### DATASET CONTENT
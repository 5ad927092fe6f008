//! Per-chain monitoring fan-in.

use std::collections::HashMap;
use std::sync::Mutex;

use tracing::debug;

use catena_chain::{ChainSignal, ReportMessage};
use catena_node::LocalReportSink;

/// Latest known progress of one node within a chain.
#[derive(Debug, Clone, PartialEq)]
pub struct NodeProgress {
  pub index: usize,
  pub count: usize,
  pub last_status: ChainSignal,
}

#[derive(Debug, Default)]
struct MonitoringInner {
  /// chainId → nodeId → latest progress entry.
  workflows: HashMap<String, HashMap<String, NodeProgress>>,
  /// chainId → remote monitoring host.
  remote_hosts: HashMap<String, String>,
  /// Every message observed, in arrival order.
  history: Vec<ReportMessage>,
}

/// Tracks progress across all nodes of the chains this process monitors.
///
/// One instance per supervisor; it is wired into every node as the
/// local-signal sink, and the connector feeds inbound remote reports into
/// it through [`MonitoringAgent::receive`].
#[derive(Debug, Default)]
pub struct MonitoringAgent {
  inner: Mutex<MonitoringInner>,
}

impl MonitoringAgent {
  pub fn new() -> Self {
    Self::default()
  }

  /// Record an inbound report (local or forwarded from a remote node).
  pub fn receive(&self, message: ReportMessage) {
    debug!(
      chain_id = %message.chain_id,
      node_id = %message.node_id,
      status = ?message.status,
      "report received"
    );
    let mut inner = self.inner.lock().expect("monitoring lock poisoned");
    inner
      .workflows
      .entry(message.chain_id.clone())
      .or_default()
      .insert(
        message.node_id.clone(),
        NodeProgress {
          index: message.index,
          count: message.count,
          last_status: message.status,
        },
      );
    inner.history.push(message);
  }

  /// Remember where a chain's global signals should be forwarded.
  pub fn set_remote_monitoring_host(&self, chain_id: &str, host: &str) {
    self
      .inner
      .lock()
      .expect("monitoring lock poisoned")
      .remote_hosts
      .insert(chain_id.to_string(), host.to_string());
  }

  pub fn remote_monitoring_host(&self, chain_id: &str) -> Option<String> {
    self
      .inner
      .lock()
      .expect("monitoring lock poisoned")
      .remote_hosts
      .get(chain_id)
      .cloned()
  }

  /// Latest status per node of a chain.
  pub fn workflow_summary(&self, chain_id: &str) -> HashMap<String, NodeProgress> {
    self
      .inner
      .lock()
      .expect("monitoring lock poisoned")
      .workflows
      .get(chain_id)
      .cloned()
      .unwrap_or_default()
  }

  /// All messages observed so far, in arrival order.
  pub fn history(&self) -> Vec<ReportMessage> {
    self
      .inner
      .lock()
      .expect("monitoring lock poisoned")
      .history
      .clone()
  }
}

impl LocalReportSink for MonitoringAgent {
  fn notify(&self, message: ReportMessage) {
    self.receive(message);
  }
}

#[cfg(test)]
mod tests {
  use super::*;

  fn message(chain: &str, node: &str, index: usize, status: ChainSignal) -> ReportMessage {
    ReportMessage {
      chain_id: chain.to_string(),
      node_id: node.to_string(),
      index,
      count: 2,
      status,
      signal: None,
      payload: None,
    }
  }

  #[test]
  fn keeps_the_latest_status_per_node() {
    let agent = MonitoringAgent::new();
    agent.receive(message("c1", "n1", 0, ChainSignal::NodeInProgress));
    agent.receive(message("c1", "n1", 0, ChainSignal::NodeCompleted));
    agent.receive(message("c1", "n2", 1, ChainSignal::NodeInProgress));

    let summary = agent.workflow_summary("c1");
    assert_eq!(summary["n1"].last_status, ChainSignal::NodeCompleted);
    assert_eq!(summary["n2"].last_status, ChainSignal::NodeInProgress);
    assert_eq!(agent.history().len(), 3);
  }

  #[test]
  fn remote_hosts_are_tracked_per_chain() {
    let agent = MonitoringAgent::new();
    agent.set_remote_monitoring_host("c1", "http://monitor:8900");
    assert_eq!(
      agent.remote_monitoring_host("c1").as_deref(),
      Some("http://monitor:8900")
    );
    assert!(agent.remote_monitoring_host("c2").is_none());
  }
}
//! Catena Node
//!
//! A node runs one stage of a chain: it digests data through its pipelines
//! in batches of three, observes control signals at batch boundaries, and
//! hands the result off to the next hop. The node reaches back into its
//! hosting supervisor only through the [`ChainHost`] trait, so the engine
//! stays independent of the registry that owns it.

mod error;
mod host;
mod node;
mod reporting;
mod status;

pub use error::NodeError;
pub use host::ChainHost;
pub use node::{Node, NodeCallbacks, NodeOutput, NodeRouting, NextNodeInfo, BATCH_SIZE};
pub use reporting::{ChannelReportSink, LocalReportSink, NoopReportSink, ReportingAgent};
pub use status::{NodeStatusManager, ResumedExecution, SuspendedState};
//! Process callback contracts.

use async_trait::async_trait;
use serde::{Deserialize, Serialize};
use serde_json::Value;

use catena_chain::PipelineMeta;

use crate::error::PipelineError;

/// Everything a process callback needs to invoke the external service.
#[derive(Debug, Clone, Serialize, Deserialize)]
#[serde(rename_all = "camelCase")]
pub struct CallbackPayload {
  pub target_id: String,
  #[serde(skip_serializing_if = "Option::is_none")]
  pub meta: Option<PipelineMeta>,
  pub chain_id: String,
  pub data: Value,
  #[serde(skip_serializing_if = "Option::is_none")]
  pub next_target_id: Option<String>,
  #[serde(skip_serializing_if = "Option::is_none")]
  pub next_node_resolver: Option<String>,
  #[serde(skip_serializing_if = "Option::is_none")]
  pub previous_target_id: Option<String>,
}

/// Invokes the external service behind a processor.
#[async_trait]
pub trait ProcessCallback: Send + Sync {
  async fn digest(&self, payload: CallbackPayload) -> Result<Value, PipelineError>;
}

/// Invokes the service behind a pre-stage processor.
///
/// Kept as a separate seam so embedders can route pre-stage traffic
/// differently from regular digestion.
#[async_trait]
pub trait PreProcessCallback: Send + Sync {
  async fn pre_digest(&self, payload: CallbackPayload) -> Result<Value, PipelineError>;
}

/// Returns the payload data unchanged. The reference callback for demos
/// and tests.
#[derive(Debug, Clone, Copy, Default)]
pub struct EchoCallback;

#[async_trait]
impl ProcessCallback for EchoCallback {
  async fn digest(&self, payload: CallbackPayload) -> Result<Value, PipelineError> {
    Ok(payload.data)
  }
}

#[async_trait]
impl PreProcessCallback for EchoCallback {
  async fn pre_digest(&self, payload: CallbackPayload) -> Result<Value, PipelineError> {
    Ok(payload.data)
  }
}
//! Host resolution for outbound calls.

use reqwest::Url;

use catena_chain::PipelineMeta;

/// Resolve the base URL of the host serving a target.
///
/// `meta.resolver` wins when set; otherwise the scheme, host and port of
/// the target id parsed as a URL. Returns `None` when no host can be
/// determined, in which case callers drop the message with a warning.
pub fn resolve_host(target_id: &str, meta: Option<&PipelineMeta>) -> Option<String> {
  if let Some(resolver) = meta.and_then(|m| m.resolver.as_deref()) {
    return Some(resolver.trim_end_matches('/').to_string());
  }

  let url = Url::parse(target_id).ok()?;
  let host = url.host_str()?;
  let mut base = format!("{}://{}", url.scheme(), host);
  if let Some(port) = url.port() {
    base.push_str(&format!(":{port}"));
  }
  Some(base)
}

### WHAT TO PRODUCE
Whenever the string "NodeInProgress" turns up in a line above, copy that line out.

### YOUR RESPONSE
    agent.receive(message("c1", "n1", 0, ChainSignal::NodeInProgress));
    agent.receive(message("c1", "n2", 1, ChainSignal::NodeInProgress));
    assert_eq!(summary["n2"].last_status, ChainSignal::NodeInProgress);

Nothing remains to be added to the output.